Data to process >>
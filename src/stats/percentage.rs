//! On-demand percentages.
//!
//! A row's percentage is `100 * count / total`, where `total` sums the rows of
//! the same [`StatType`] within the chosen scope: one trace, all traces of one
//! API variant, or the whole corpus. Nothing here is stored; listings compute
//! percentages from the counts they're showing.

use std::collections::BTreeMap;

use serde::{Deserialize, Serialize};

use super::{Accumulator, Denominator, StatType};

/// Which traces a corpus-wide percentage is relative to.
#[derive(
    Debug,
    Clone,
    Copy,
    Default,
    PartialEq,
    Eq,
    Serialize,
    Deserialize,
    clap::ValueEnum,
    strum::Display,
    strum::EnumString,
)]
#[serde(rename_all = "kebab-case")]
#[strum(serialize_all = "kebab-case", ascii_case_insensitive)]
pub enum PercentageScope {
    /// Relative to traces captured with the same API variant
    #[default]
    PerApi,
    /// Relative to every trace in the store
    Corpus,
}

#[derive(Debug, Clone, Copy, PartialEq)]
pub enum Percentage {
    Value(f64),
    /// The category total is zero, or the category has no percentage rule
    NotApplicable,
}

impl Percentage {
    pub fn of(count: u64, total: u64) -> Self {
        if total == 0 {
            Percentage::NotApplicable
        } else {
            Percentage::Value(count as f64 * 100.0 / total as f64)
        }
    }

    /// Percentage of a row according to its type's denominator rule.
    pub fn for_row(stat_type: &StatType, count: u64, totals: &CategoryTotals) -> Self {
        match stat_type.denominator() {
            Denominator::Unrated => Percentage::NotApplicable,
            Denominator::CategoryTotal => Self::of(count, totals.get(stat_type)),
        }
    }

    pub fn value(&self) -> Option<f64> {
        match self {
            Percentage::Value(v) => Some(*v),
            Percentage::NotApplicable => None,
        }
    }
}

impl std::fmt::Display for Percentage {
    fn fmt(&self, f: &mut std::fmt::Formatter<'_>) -> std::fmt::Result {
        match self {
            Percentage::Value(v) => write!(f, "{}%", format_percentage(*v)),
            Percentage::NotApplicable => f.write_str("n/a"),
        }
    }
}

/// Render a percentage for display.
///
/// Values below 0.01 show as 0.01, everything is rounded up to two decimals,
/// and trailing zeros are dropped: `66.67`, `12.5`, `40`.
pub fn format_percentage(value: f64) -> String {
    let hundredths = (value.max(0.01) * 100.0 - 1e-9).ceil();
    let rounded = hundredths / 100.0;
    let precision = if hundredths % 100.0 == 0.0 {
        0
    } else if hundredths % 10.0 == 0.0 {
        1
    } else {
        2
    };
    format!("{rounded:.precision$}")
}

/// Per-category totals for the rated stat types of one scope.
#[derive(Debug, Clone, Default, PartialEq, Eq)]
pub struct CategoryTotals {
    totals: BTreeMap<StatType, u64>,
}

impl CategoryTotals {
    pub fn new() -> Self {
        Self::default()
    }

    pub fn of(counts: &Accumulator) -> Self {
        let mut totals = Self::new();
        totals.add(counts);
        totals
    }

    /// Add another trace's counts to this scope.
    pub fn add(&mut self, counts: &Accumulator) {
        for stat_type in counts.stat_types() {
            if stat_type.denominator() == Denominator::CategoryTotal {
                let total = self.totals.entry(stat_type.clone()).or_insert(0);
                *total = total.saturating_add(counts.category_total(stat_type));
            }
        }
    }

    pub fn get(&self, stat_type: &StatType) -> u64 {
        self.totals.get(stat_type).copied().unwrap_or(0)
    }

    pub fn iter(&self) -> impl Iterator<Item = (&StatType, u64)> {
        self.totals.iter().map(|(t, total)| (t, *total))
    }
}

/// A statistic row with its percentage in some scope.
#[derive(Debug, Clone, PartialEq, Serialize)]
pub struct RatedRow {
    pub stat_type: StatType,
    pub stat_name: String,
    pub stat_count: u64,
    #[serde(serialize_with = "serialize_percentage")]
    pub percentage: Percentage,
}

fn serialize_percentage<S: serde::Serializer>(
    percentage: &Percentage,
    serializer: S,
) -> Result<S::Ok, S::Error> {
    match percentage.value() {
        Some(value) => serializer.serialize_f64(value),
        None => serializer.serialize_none(),
    }
}

/// Rate every row of `counts` against `totals`.
pub fn rate(counts: &Accumulator, totals: &CategoryTotals) -> Vec<RatedRow> {
    counts
        .iter()
        .map(|(stat_type, name, count)| RatedRow {
            stat_type: stat_type.clone(),
            stat_name: name.to_string(),
            stat_count: count,
            percentage: Percentage::for_row(stat_type, count, totals),
        })
        .collect()
}
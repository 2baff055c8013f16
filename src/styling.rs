//! Terminal styling for tracestats output.
//!
//! Built on the anstyle ecosystem:
//! - anstream strips styles when stdout/stderr isn't a terminal
//! - anstyle for composable styles
//!
//! Messages and data go to stdout; errors go to stderr. Logging (`-v`) goes
//! to stderr through env_logger.

use anstyle::{AnsiColor, Color, Style};
use unicode_width::UnicodeWidthStr;

pub use anstream::{eprint, eprintln, print, println};
pub use anstyle::Style as AnstyleStyle;

pub const SUCCESS_EMOJI: &str = "✅";
pub const ERROR_EMOJI: &str = "❌";
pub const WARNING_EMOJI: &str = "🟡";
pub const HINT_EMOJI: &str = "💡";
pub const INFO_EMOJI: &str = "⚪";

pub const ERROR: Style = Style::new().fg_color(Some(Color::Ansi(AnsiColor::Red)));
pub const WARNING: Style = Style::new().fg_color(Some(Color::Ansi(AnsiColor::Yellow)));
pub const HINT: Style = Style::new().dimmed();
pub const GREEN: Style = Style::new().fg_color(Some(Color::Ansi(AnsiColor::Green)));
pub const GREEN_BOLD: Style = GREEN.bold();
pub const CYAN: Style = Style::new().fg_color(Some(Color::Ansi(AnsiColor::Cyan)));
pub const BOLD: Style = Style::new().bold();
pub const DIM: Style = Style::new().dimmed();

/// `❌ message` in red.
pub fn format_error(msg: &str) -> String {
    format!("{ERROR}{ERROR_EMOJI} {msg}{ERROR:#}")
}

/// `🟡 message` in yellow.
pub fn format_warning(msg: &str) -> String {
    format!("{WARNING}{WARNING_EMOJI} {msg}{WARNING:#}")
}

/// `💡 message`, dimmed.
pub fn format_hint(msg: &str) -> String {
    format!("{HINT_EMOJI} {HINT}{msg}{HINT:#}")
}

/// `✅ message` in green.
pub fn format_success(msg: &str) -> String {
    format!("{GREEN}{SUCCESS_EMOJI} {msg}{GREEN:#}")
}

/// A piece of text with an optional style
#[derive(Clone, Debug, PartialEq, Eq)]
pub struct StyledString {
    pub text: String,
    pub style: Option<Style>,
}

impl StyledString {
    pub fn raw(text: impl Into<String>) -> Self {
        Self {
            text: text.into(),
            style: None,
        }
    }

    pub fn styled(text: impl Into<String>, style: Style) -> Self {
        Self {
            text: text.into(),
            style: Some(style),
        }
    }

    /// Visual width; styles are kept out of `text` so nothing needs stripping
    pub fn width(&self) -> usize {
        self.text.width()
    }

    pub fn render(&self) -> String {
        match &self.style {
            Some(style) => format!("{style}{}{style:#}", self.text),
            None => self.text.clone(),
        }
    }
}

#[derive(Debug, Clone, Copy, PartialEq, Eq, Default)]
pub enum Align {
    #[default]
    Left,
    Right,
}

/// A column-aligned table. Column widths follow the widest cell, counted in
/// terminal columns so CJK names and emoji line up.
#[derive(Debug, Clone, Default)]
pub struct Table {
    headers: Vec<String>,
    aligns: Vec<Align>,
    rows: Vec<Vec<StyledString>>,
}

impl Table {
    pub fn new<S: Into<String>>(headers: impl IntoIterator<Item = (S, Align)>) -> Self {
        let (headers, aligns) = headers.into_iter().map(|(h, a)| (h.into(), a)).unzip();
        Self {
            headers,
            aligns,
            rows: Vec::new(),
        }
    }

    /// Cells beyond the header count are dropped; missing cells render empty.
    pub fn push(&mut self, mut row: Vec<StyledString>) {
        row.resize_with(self.headers.len(), || StyledString::raw(""));
        self.rows.push(row);
    }

    pub fn is_empty(&self) -> bool {
        self.rows.is_empty()
    }

    fn widths(&self) -> Vec<usize> {
        self.headers
            .iter()
            .enumerate()
            .map(|(i, header)| {
                self.rows
                    .iter()
                    .map(|row| row[i].width())
                    .chain(std::iter::once(header.width()))
                    .max()
                    .unwrap_or(0)
            })
            .collect()
    }

    /// Renders the table with a bold header line. Trailing spaces are trimmed.
    pub fn render(&self) -> String {
        let widths = self.widths();
        let mut out = String::new();

        let header: Vec<_> = self
            .headers
            .iter()
            .map(|h| StyledString::styled(h.clone(), BOLD))
            .collect();
        for row in std::iter::once(&header).chain(&self.rows) {
            let mut line = String::new();
            let mut pending = 0;
            for (i, cell) in row.iter().enumerate() {
                if i > 0 {
                    pending += 2;
                }
                let pad = widths[i].saturating_sub(cell.width());
                match self.aligns[i] {
                    Align::Left => {
                        line.push_str(&" ".repeat(pending));
                        line.push_str(&cell.render());
                        pending = pad;
                    }
                    Align::Right => {
                        line.push_str(&" ".repeat(pending + pad));
                        line.push_str(&cell.render());
                        pending = 0;
                    }
                }
            }
            out.push_str(line.trim_end());
            out.push('\n');
        }
        out
    }
}
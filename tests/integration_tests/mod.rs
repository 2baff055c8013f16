// The parse tests drive a shell-script mock of apitrace, so they only run on Unix.
#[cfg(unix)]
pub mod parse;

pub mod config;
pub mod help;
pub mod import;
pub mod search;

Problem to work on >>
All that is needed is the exact run of lines above from the line containing "let widths = self.widths();" through the line containing "for row in std::iter::once(&header).chain(&self.rows)", both of them included.

Written response >>
        let widths = self.widths();
        let mut out = String::new();

        let header: Vec<_> = self
            .headers
            .iter()
            .map(|h| StyledString::styled(h.clone(), BOLD))
            .collect();
        for row in std::iter::once(&header).chain(&self.rows) {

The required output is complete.